# Exercise requirements
Check each line of the records below and collect those holding "matcher".
^^^^^^^^
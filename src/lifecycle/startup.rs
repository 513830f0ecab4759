//! Startup orchestration.
//!
//! Order: initial config load → dispatcher → watcher → admin / metrics →
//! stub listener. Only the initial load and the stub listener bind may fail
//! startup; everything else degrades with an error log.

use std::net::SocketAddr;
use std::path::PathBuf;
use std::sync::Arc;
use std::time::Duration;

use tokio::net::TcpListener;

use crate::admin;
use crate::config::{ConfigError, ConfigWatcher, DEFAULT_SETTLE_DELAY};
use crate::http::HttpServer;
use crate::lifecycle::{signals, Shutdown};
use crate::observability::metrics;
use crate::reload::ReloadCoordinator;
use crate::routing::{CompileOptions, EmptyQueryPolicy};

/// Already-resolved process settings.
#[derive(Debug, Clone)]
pub struct Settings {
    pub config_path: PathBuf,
    pub listen: SocketAddr,
    pub empty_query: EmptyQueryPolicy,
    pub settle_delay: Duration,
    pub watch: bool,
    pub admin_address: Option<SocketAddr>,
    pub metrics_address: Option<SocketAddr>,
}

impl Settings {
    pub fn new(config_path: impl Into<PathBuf>, listen: SocketAddr) -> Self {
        Self {
            config_path: config_path.into(),
            listen,
            empty_query: EmptyQueryPolicy::default(),
            settle_delay: DEFAULT_SETTLE_DELAY,
            watch: true,
            admin_address: None,
            metrics_address: None,
        }
    }
}

/// Error type for startup. Any of these stops the process.
#[derive(Debug, thiserror::Error)]
pub enum StartupError {
    #[error("initial configuration load failed: {0}")]
    Config(#[from] ConfigError),
    #[error("failed to bind {addr}: {source}")]
    Bind {
        addr: SocketAddr,
        #[source]
        source: std::io::Error,
    },
    #[error("server error: {0}")]
    Serve(#[source] std::io::Error),
}

/// A started server whose listeners are bound and accepting.
pub struct Running {
    pub coordinator: Arc<ReloadCoordinator>,
    pub local_addr: SocketAddr,
    pub admin_addr: Option<SocketAddr>,
    pub shutdown: Shutdown,
    server: tokio::task::JoinHandle<Result<(), std::io::Error>>,
}

impl Running {
    /// Wait for the stub server to stop.
    pub async fn wait(self) -> Result<(), StartupError> {
        match self.server.await {
            Ok(result) => result.map_err(StartupError::Serve),
            Err(e) => Err(StartupError::Serve(std::io::Error::other(e))),
        }
    }

    /// Trigger shutdown and wait for the stub server to stop.
    pub async fn stop(self) -> Result<(), StartupError> {
        self.shutdown.trigger();
        self.wait().await
    }
}

/// Load the config, bind listeners and spawn all tasks.
pub async fn start(settings: Settings) -> Result<Running, StartupError> {
    let options = CompileOptions {
        empty_query: settings.empty_query,
    };
    let coordinator = Arc::new(ReloadCoordinator::bootstrap(&settings.config_path, options).await?);
    let shutdown = Shutdown::new();

    if settings.watch {
        match ConfigWatcher::new(&settings.config_path) {
            Ok((watcher, events)) => {
                let watcher = watcher.with_settle_delay(settings.settle_delay);
                tokio::spawn(coordinator.clone().watch(watcher, events, shutdown.subscribe()));
            }
            Err(e) => {
                tracing::error!(error = %e, "Config watcher unavailable; hot reload disabled");
            }
        }
    }

    tokio::spawn(signals::reload_on_sighup(coordinator.clone(), shutdown.subscribe()));

    if let Some(addr) = settings.metrics_address {
        metrics::init_metrics(addr);
    }

    let admin_addr = match settings.admin_address {
        Some(addr) => {
            let listener = TcpListener::bind(addr)
                .await
                .map_err(|source| StartupError::Bind { addr, source })?;
            let local = listener.local_addr().map_err(StartupError::Serve)?;
            let coordinator = coordinator.clone();
            let admin_shutdown = shutdown.subscribe();
            tokio::spawn(async move {
                if let Err(e) = admin::serve_admin(listener, coordinator, admin_shutdown).await {
                    tracing::error!(error = %e, "Admin API stopped");
                }
            });
            Some(local)
        }
        None => None,
    };

    let listener = TcpListener::bind(settings.listen)
        .await
        .map_err(|source| StartupError::Bind {
            addr: settings.listen,
            source,
        })?;
    let local_addr = listener.local_addr().map_err(StartupError::Serve)?;

    let server = HttpServer::new(coordinator.dispatcher());
    let server = tokio::spawn(server.run(listener, shutdown.subscribe()));

    Ok(Running {
        coordinator,
        local_addr,
        admin_addr,
        shutdown,
        server,
    })
}
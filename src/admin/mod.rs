//! Admin API, served on its own listener so it never shadows a stub path.

pub mod handlers;

use std::sync::Arc;

use axum::{
    routing::{get, post},
    Router,
};
use tokio::net::TcpListener;
use tokio::sync::broadcast;

use crate::reload::ReloadCoordinator;
use self::handlers::*;

pub fn setup_admin_router(coordinator: Arc<ReloadCoordinator>) -> Router {
    Router::new()
        .route("/admin/status", get(get_status))
        .route("/admin/routes", get(get_routes))
        .route("/admin/reload", post(post_reload))
        .with_state(coordinator)
}

/// Serve the admin API until shutdown.
pub async fn serve_admin(
    listener: TcpListener,
    coordinator: Arc<ReloadCoordinator>,
    mut shutdown: broadcast::Receiver<()>,
) -> Result<(), std::io::Error> {
    tracing::info!(address = %listener.local_addr()?, "Admin API listening");
    axum::serve(listener, setup_admin_router(coordinator))
        .with_graceful_shutdown(async move {
            let _ = shutdown.recv().await;
        })
        .await
}
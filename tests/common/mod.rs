//! Shared utilities for integration tests.

use std::future::Future;
use std::net::SocketAddr;
use std::path::{Path, PathBuf};
use std::time::Duration;

use stub_server::lifecycle::{self, Running, Settings};

/// A config file in its own temp dir, so it can be replaced by rename.
pub struct ConfigFile {
    _dir: tempfile::TempDir,
    pub path: PathBuf,
}

impl ConfigFile {
    pub fn new(content: &str) -> Self {
        let dir = tempfile::tempdir().unwrap();
        let path = dir.path().join("config.toml");
        std::fs::write(&path, content).unwrap();
        Self { _dir: dir, path }
    }

    /// Rewrite the file in place.
    pub fn write(&self, content: &str) {
        std::fs::write(&self.path, content).unwrap();
    }

    /// Replace the file the way editors do: write a sibling, rename over.
    #[allow(dead_code)]
    pub fn replace(&self, content: &str) {
        let tmp = self.path.with_extension("toml.tmp");
        std::fs::write(&tmp, content).unwrap();
        std::fs::rename(&tmp, &self.path).unwrap();
    }
}

/// Settings for an ephemeral-port server on `path`.
pub fn settings(path: &Path) -> Settings {
    let mut settings = Settings::new(path, "127.0.0.1:0".parse::<SocketAddr>().unwrap());
    settings.settle_delay = Duration::from_millis(20);
    settings
}

pub async fn start(settings: Settings) -> Running {
    lifecycle::start(settings).await.expect("server failed to start")
}

pub fn client() -> reqwest::Client {
    reqwest::Client::builder().no_proxy().build().unwrap()
}

/// GET `path` and return status and body.
#[allow(dead_code)]
pub async fn get(client: &reqwest::Client, addr: SocketAddr, path: &str) -> (u16, String) {
    let res = client
        .get(format!("http://{addr}{path}"))
        .send()
        .await
        .expect("stub server unreachable");
    let status = res.status().as_u16();
    (status, res.text().await.unwrap())
}

/// Poll `check` until it returns true or the timeout expires.
#[allow(dead_code)]
pub async fn eventually<F, Fut>(timeout: Duration, mut check: F) -> bool
where
    F: FnMut() -> Fut,
    Fut: Future<Output = bool>,
{
    let deadline = tokio::time::Instant::now() + timeout;
    while tokio::time::Instant::now() < deadline {
        if check().await {
            return true;
        }
        tokio::time::sleep(Duration::from_millis(25)).await;
    }
    false
}

/// Config with one route whose every field encodes `version`.
#[allow(dead_code)]
pub fn versioned_config(version: u32) -> String {
    format!(
        r#"
[[routes]]
path = "/version"
method = "GET"
status_code = 200
content_type = "text/v{version}"
response_body = "v{version}"

[[routes]]
path = "/only-in-v{version}"
method = "GET"
response_body = "v{version}"
"#
    )
}
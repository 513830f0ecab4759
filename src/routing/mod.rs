//! Routing subsystem.
//!
//! # Data Flow
//! ```text
//! Route Compilation (startup and every reload):
//!     ConfigurationSnapshot
//!     → router.rs (group declarations by path, keep file order)
//!     → Freeze as immutable DispatchTable
//!     → dispatcher.rs (atomic publish)
//!
//! Incoming Request (path, method, query):
//!     → dispatcher.rs (load current table)
//!     → router.rs (exact path lookup)
//!     → selector.rs (first method match, then first variant match)
//!     → matcher.rs (evaluate query conditions)
//!     → Return: ResolvedResponse or NotFound
//! ```
//!
//! # Design Decisions
//! - Tables are never mutated once visible; reload builds a new one
//! - Deterministic: same snapshot always compiles to the same table
//! - First match wins at both levels (method, then variant)

pub mod dispatcher;
pub mod matcher;
pub mod router;
pub mod selector;

pub use dispatcher::Dispatcher;
pub use matcher::{EmptyQueryPolicy, QueryParams};
pub use router::{compile, CompileOptions, CompiledRouteGroup, DispatchTable, RouteSummary};
pub use selector::{select, NotFound, ResolvedResponse};
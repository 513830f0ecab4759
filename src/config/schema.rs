//! Configuration schema definitions.
//!
//! This module defines the structure of the stub configuration file.
//! All types derive Serde traits for deserialization from TOML.

use std::collections::BTreeMap;

use serde::{Deserialize, Serialize};

/// Query parameter name → expected value of its first occurrence.
///
/// An empty mapping is interpreted by [`EmptyQueryPolicy`](crate::routing::EmptyQueryPolicy).
pub type QueryMatch = BTreeMap<String, String>;

/// One parsed configuration file.
///
/// Immutable once constructed; a reload produces a brand-new snapshot.
#[derive(Debug, Clone, Deserialize, Serialize, Default, PartialEq)]
#[serde(default)]
pub struct ConfigurationSnapshot {
    /// Route declarations in file order.
    pub routes: Vec<RouteDeclaration>,
}

impl ConfigurationSnapshot {
    pub fn new(routes: Vec<RouteDeclaration>) -> Self {
        Self { routes }
    }
}

/// A single configured endpoint.
#[derive(Debug, Clone, Deserialize, Serialize, PartialEq)]
pub struct RouteDeclaration {
    /// Exact request path (no wildcards).
    pub path: String,

    /// HTTP method, compared case-sensitively.
    pub method: String,

    /// Default status code.
    #[serde(default = "default_status_code")]
    pub status_code: u16,

    /// Default `Content-Type` header.
    #[serde(default = "default_content_type")]
    pub content_type: String,

    /// Default artificial latency in milliseconds.
    #[serde(default)]
    pub delay_ms: u64,

    /// Default response body.
    #[serde(default, rename = "response_body", alias = "body")]
    pub body: String,

    /// Conditional responses, tried in order.
    #[serde(default, rename = "responses", alias = "variants")]
    pub variants: Vec<ResponseVariant>,
}

impl RouteDeclaration {
    /// Declaration with the file-format defaults for everything but path and method.
    pub fn new(path: impl Into<String>, method: impl Into<String>) -> Self {
        Self {
            path: path.into(),
            method: method.into(),
            status_code: default_status_code(),
            content_type: default_content_type(),
            delay_ms: 0,
            body: String::new(),
            variants: Vec::new(),
        }
    }

    pub fn with_status(mut self, status_code: u16) -> Self {
        self.status_code = status_code;
        self
    }

    pub fn with_content_type(mut self, content_type: impl Into<String>) -> Self {
        self.content_type = content_type.into();
        self
    }

    pub fn with_delay_ms(mut self, delay_ms: u64) -> Self {
        self.delay_ms = delay_ms;
        self
    }

    pub fn with_body(mut self, body: impl Into<String>) -> Self {
        self.body = body.into();
        self
    }

    pub fn with_variant(mut self, variant: ResponseVariant) -> Self {
        self.variants.push(variant);
        self
    }
}

/// One candidate response of a route.
///
/// Every `Option` field left unset inherits the owning declaration's value.
#[derive(Debug, Clone, Deserialize, Serialize, Default, PartialEq)]
#[serde(default)]
pub struct ResponseVariant {
    /// Selection condition.
    pub query: QueryMatch,

    pub status_code: Option<u16>,

    pub content_type: Option<String>,

    #[serde(rename = "response_body", alias = "body")]
    pub body: Option<String>,

    pub delay_ms: Option<u64>,
}

impl ResponseVariant {
    /// Variant selected when every `(name, value)` pair matches.
    pub fn matching<K, V>(pairs: impl IntoIterator<Item = (K, V)>) -> Self
    where
        K: Into<String>,
        V: Into<String>,
    {
        Self {
            query: pairs
                .into_iter()
                .map(|(k, v)| (k.into(), v.into()))
                .collect(),
            ..Self::default()
        }
    }

    pub fn with_status(mut self, status_code: u16) -> Self {
        self.status_code = Some(status_code);
        self
    }

    pub fn with_content_type(mut self, content_type: impl Into<String>) -> Self {
        self.content_type = Some(content_type.into());
        self
    }

    pub fn with_body(mut self, body: impl Into<String>) -> Self {
        self.body = Some(body.into());
        self
    }

    pub fn with_delay_ms(mut self, delay_ms: u64) -> Self {
        self.delay_ms = Some(delay_ms);
        self
    }
}

fn default_status_code() -> u16 {
    200
}

fn default_content_type() -> String {
    "text/plain".to_string()
}
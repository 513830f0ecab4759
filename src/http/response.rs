//! Response construction.
//!
//! # Responsibilities
//! - Turn a resolved stub into status, `Content-Type` and body
//! - Map `NotFound` outcomes to 404 / 405 plain-text errors
//!
//! # Design Decisions
//! - Config values are not validated at load time, so an unrepresentable
//!   status code or content type surfaces here as a 500 for that request only

use axum::{
    body::Body,
    http::{header, HeaderValue, StatusCode},
    response::{IntoResponse, Response},
};

use crate::routing::{NotFound, ResolvedResponse};

const TEXT_PLAIN: &str = "text/plain; charset=utf-8";

/// Build the HTTP response for a dispatch outcome.
pub fn stub_response(outcome: Result<ResolvedResponse, NotFound>) -> Response {
    match outcome {
        Ok(resolved) => resolved_response(resolved),
        Err(not_found) => not_found_response(not_found),
    }
}

fn resolved_response(resolved: ResolvedResponse) -> Response {
    let Ok(status) = StatusCode::from_u16(resolved.status) else {
        tracing::error!(status = resolved.status, "Configured status code is not a valid HTTP status");
        return error_response(StatusCode::INTERNAL_SERVER_ERROR, "Invalid status code in configuration");
    };

    let Ok(content_type) = HeaderValue::from_str(&resolved.content_type) else {
        tracing::error!(content_type = %resolved.content_type, "Configured content type is not a valid header value");
        return error_response(StatusCode::INTERNAL_SERVER_ERROR, "Invalid content type in configuration");
    };

    (
        status,
        [(header::CONTENT_TYPE, content_type)],
        Body::from(resolved.body),
    )
        .into_response()
}

fn not_found_response(not_found: NotFound) -> Response {
    let status = StatusCode::from_u16(not_found.status_code()).unwrap_or(StatusCode::NOT_FOUND);
    error_response(status, &not_found.to_string())
}

fn error_response(status: StatusCode, message: &str) -> Response {
    (
        status,
        [(header::CONTENT_TYPE, HeaderValue::from_static(TEXT_PLAIN))],
        format!("{message}\n"),
    )
        .into_response()
}
//! Request identification.
//!
//! # Responsibilities
//! - Assign an `x-request-id` (UUID v4) unless the client sent one
//! - Echo it back on the response
//! - Attach it to the request's tracing span
//!
//! # Design Decisions
//! - Request ID added as early as possible for tracing

use axum::{body::Body, http::Request};
use tower_http::request_id::{MakeRequestUuid, PropagateRequestIdLayer, SetRequestIdLayer};
use tracing::Span;

/// Header carrying the request ID.
pub const X_REQUEST_ID: &str = "x-request-id";

/// Outermost layer: generate the ID.
pub fn set_request_id_layer() -> SetRequestIdLayer<MakeRequestUuid> {
    SetRequestIdLayer::x_request_id(MakeRequestUuid)
}

/// Innermost layer: copy the ID onto the response.
pub fn propagate_request_id_layer() -> PropagateRequestIdLayer {
    PropagateRequestIdLayer::x_request_id()
}

/// Span for one request, tagged with its ID.
pub fn request_span(request: &Request<Body>) -> Span {
    let request_id = request
        .headers()
        .get(X_REQUEST_ID)
        .and_then(|v| v.to_str().ok())
        .unwrap_or("unknown");

    tracing::info_span!(
        "request",
        method = %request.method(),
        uri = %request.uri(),
        request_id = %request_id,
    )
}
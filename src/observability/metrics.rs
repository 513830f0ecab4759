//! Metrics collection and exposition.
//!
//! # Metrics
//! - `stub_requests_total` (counter): requests by method, status
//! - `stub_request_duration_seconds` (histogram): latency, delay included
//! - `stub_reloads_total` (counter): reloads by trigger, outcome
//! - `stub_routes` (gauge): declarations in the published table
//!
//! Recording is a no-op until a recorder is installed, so library users and
//! tests pay nothing for it.

use std::net::SocketAddr;
use std::time::Instant;

use metrics_exporter_prometheus::PrometheusBuilder;

/// Install the Prometheus recorder and serve it on `addr`.
pub fn init_metrics(addr: SocketAddr) {
    match PrometheusBuilder::new().with_http_listener(addr).install() {
        Ok(()) => tracing::info!(address = %addr, "Metrics endpoint listening"),
        Err(e) => tracing::error!(address = %addr, error = %e, "Failed to install metrics exporter"),
    }
}

pub fn record_request(method: &str, status: u16, start: Instant) {
    let labels = [
        ("method", method.to_string()),
        ("status", status.to_string()),
    ];
    metrics::counter!("stub_requests_total", &labels).increment(1);
    metrics::histogram!("stub_request_duration_seconds", &labels)
        .record(start.elapsed().as_secs_f64());
}

pub fn record_reload(trigger: &'static str, outcome: &'static str) {
    metrics::counter!("stub_reloads_total", "trigger" => trigger, "outcome" => outcome).increment(1);
}

pub fn set_route_count(routes: usize) {
    metrics::gauge!("stub_routes").set(routes as f64);
}
//! Route compilation and lookup.
//!
//! # Responsibilities
//! - Compile a configuration snapshot into an immutable dispatch table
//! - Group declarations by exact path, preserving file order
//! - Look up the group for a request path
//!
//! # Design Decisions
//! - Compilation is a pure function: snapshot in, table out, no I/O
//! - Immutable after construction (thread-safe without locks)
//! - O(1) path lookup via HashMap, O(n) method scan inside a group
//! - Strings become `Arc<str>` and bodies `Bytes`, so resolved responses
//!   share the table's buffers and outlive it cheaply

use std::collections::HashMap;
use std::sync::Arc;

use bytes::Bytes;
use serde::Serialize;

use crate::config::{ConfigurationSnapshot, QueryMatch, ResponseVariant, RouteDeclaration};
use crate::routing::matcher::{EmptyQueryPolicy, QueryParams};
use crate::routing::selector::{select, NotFound, ResolvedResponse};

/// Options that shape how a snapshot is compiled.
#[derive(Debug, Clone, Copy, Default, PartialEq, Eq)]
pub struct CompileOptions {
    pub empty_query: EmptyQueryPolicy,
}

/// A compiled response variant.
#[derive(Debug, Clone, PartialEq)]
pub struct CompiledVariant {
    pub query: QueryMatch,
    pub status_code: Option<u16>,
    pub content_type: Option<Arc<str>>,
    pub body: Option<Bytes>,
    pub delay_ms: Option<u64>,
}

impl From<&ResponseVariant> for CompiledVariant {
    fn from(v: &ResponseVariant) -> Self {
        Self {
            query: v.query.clone(),
            status_code: v.status_code,
            content_type: v.content_type.as_deref().map(Arc::from),
            body: v.body.clone().map(Bytes::from),
            delay_ms: v.delay_ms,
        }
    }
}

/// A compiled route declaration (one method on one path).
#[derive(Debug, Clone, PartialEq)]
pub struct CompiledRoute {
    pub method: String,
    pub status_code: u16,
    pub content_type: Arc<str>,
    pub delay_ms: u64,
    pub body: Bytes,
    pub variants: Vec<CompiledVariant>,
}

impl From<&RouteDeclaration> for CompiledRoute {
    fn from(d: &RouteDeclaration) -> Self {
        Self {
            method: d.method.clone(),
            status_code: d.status_code,
            content_type: Arc::from(d.content_type.as_str()),
            delay_ms: d.delay_ms,
            body: Bytes::from(d.body.clone()),
            variants: d.variants.iter().map(CompiledVariant::from).collect(),
        }
    }
}

/// All declarations sharing one path, in declaration order.
#[derive(Debug, Clone, PartialEq)]
pub struct CompiledRouteGroup {
    path: String,
    routes: Vec<CompiledRoute>,
}

impl CompiledRouteGroup {
    fn new(path: String) -> Self {
        Self {
            path,
            routes: Vec::new(),
        }
    }

    pub fn path(&self) -> &str {
        &self.path
    }

    pub fn routes(&self) -> &[CompiledRoute] {
        &self.routes
    }

    /// Declared methods in order (duplicates included).
    pub fn methods(&self) -> Vec<String> {
        self.routes.iter().map(|r| r.method.clone()).collect()
    }
}

/// Summary of one path for diagnostics.
#[derive(Debug, Clone, Serialize, PartialEq, Eq)]
pub struct RouteSummary {
    pub path: String,
    pub methods: Vec<String>,
}

/// The compiled, immutable structure used to answer requests.
#[derive(Debug, Clone, PartialEq)]
pub struct DispatchTable {
    groups: HashMap<String, CompiledRouteGroup>,
    empty_query: EmptyQueryPolicy,
    generation: u64,
}

impl DispatchTable {
    /// A table that answers every request with `UnknownPath`.
    pub fn empty() -> Self {
        compile(&ConfigurationSnapshot::default(), CompileOptions::default())
    }

    /// Find the group registered for `path`.
    pub fn group(&self, path: &str) -> Option<&CompiledRouteGroup> {
        self.groups.get(path)
    }

    /// Resolve a request against this table.
    pub fn resolve(
        &self,
        path: &str,
        method: &str,
        params: &QueryParams,
    ) -> Result<ResolvedResponse, NotFound> {
        let group = self.group(path).ok_or(NotFound::UnknownPath)?;
        select(group, method, params, self.empty_query)
    }

    /// Number of distinct paths.
    pub fn len(&self) -> usize {
        self.groups.len()
    }

    pub fn is_empty(&self) -> bool {
        self.groups.is_empty()
    }

    /// Total number of declarations across all paths.
    pub fn route_count(&self) -> usize {
        self.groups.values().map(|g| g.routes.len()).sum()
    }

    pub fn empty_query_policy(&self) -> EmptyQueryPolicy {
        self.empty_query
    }

    /// Publication sequence number; 0 until published.
    pub fn generation(&self) -> u64 {
        self.generation
    }

    /// Stamp the publication sequence number. Only the dispatcher calls this,
    /// before the table becomes visible to readers.
    pub(crate) fn set_generation(&mut self, generation: u64) {
        self.generation = generation;
    }

    /// Paths and their methods, sorted by path.
    pub fn routes(&self) -> Vec<RouteSummary> {
        let mut summaries: Vec<RouteSummary> = self
            .groups
            .values()
            .map(|g| RouteSummary {
                path: g.path.clone(),
                methods: g.methods(),
            })
            .collect();
        summaries.sort_by(|a, b| a.path.cmp(&b.path));
        summaries
    }
}

/// Compile a snapshot into a dispatch table.
pub fn compile(snapshot: &ConfigurationSnapshot, options: CompileOptions) -> DispatchTable {
    let mut groups: HashMap<String, CompiledRouteGroup> = HashMap::new();

    for declaration in &snapshot.routes {
        groups
            .entry(declaration.path.clone())
            .or_insert_with(|| {
                tracing::debug!(path = %declaration.path, "Registering route");
                CompiledRouteGroup::new(declaration.path.clone())
            })
            .routes
            .push(CompiledRoute::from(declaration));
    }

    DispatchTable {
        groups,
        empty_query: options.empty_query,
        generation: 0,
    }
}

#[cfg(test)]
mod tests {
    use super::*;

    fn snapshot() -> ConfigurationSnapshot {
        ConfigurationSnapshot::new(vec![
            RouteDeclaration::new("/resource", "GET").with_body("get"),
            RouteDeclaration::new("/health", "GET").with_body("ok"),
            RouteDeclaration::new("/resource", "POST")
                .with_status(201)
                .with_body("post"),
            RouteDeclaration::new("/resource", "GET").with_body("shadowed"),
        ])
    }

    #[test]
    fn test_groups_by_path_in_order() {
        let table = compile(&snapshot(), CompileOptions::default());

        assert_eq!(table.len(), 2);
        assert_eq!(table.route_count(), 4);

        let group = table.group("/resource").unwrap();
        assert_eq!(group.methods(), vec!["GET", "POST", "GET"]);
        assert_eq!(group.routes()[0].body, "get");
        assert_eq!(group.routes()[2].body, "shadowed");
    }

    #[test]
    fn test_compile_is_deterministic() {
        let a = compile(&snapshot(), CompileOptions::default());
        let b = compile(&snapshot(), CompileOptions::default());
        assert_eq!(a, b);

        let params = QueryParams::default();
        for path in ["/resource", "/health", "/absent"] {
            for method in ["GET", "POST", "PUT"] {
                assert_eq!(
                    a.resolve(path, method, &params),
                    b.resolve(path, method, &params)
                );
            }
        }
    }

    #[test]
    fn test_exact_path_lookup() {
        let table = compile(&snapshot(), CompileOptions::default());
        let params = QueryParams::default();

        assert!(table.resolve("/health", "GET", &params).is_ok());
        assert_eq!(
            table.resolve("/health/", "GET", &params),
            Err(NotFound::UnknownPath)
        );
        assert_eq!(
            table.resolve("/HEALTH", "GET", &params),
            Err(NotFound::UnknownPath)
        );
    }

    #[test]
    fn test_route_summaries_sorted() {
        let table = compile(&snapshot(), CompileOptions::default());
        let routes = table.routes();
        assert_eq!(routes[0].path, "/health");
        assert_eq!(routes[1].path, "/resource");
        assert_eq!(routes[1].methods, vec!["GET", "POST", "GET"]);
    }

    #[test]
    fn test_empty_table() {
        let table = DispatchTable::empty();
        assert!(table.is_empty());
        assert_eq!(table.generation(), 0);
        assert_eq!(
            table.resolve("/", "GET", &QueryParams::default()),
            Err(NotFound::UnknownPath)
        );
    }
}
^^^^^^^^
# Answer space
//!     → matcher.rs (evaluate query conditions)
pub mod matcher;
pub use matcher::{EmptyQueryPolicy, QueryParams};
use crate::routing::matcher::{EmptyQueryPolicy, QueryParams};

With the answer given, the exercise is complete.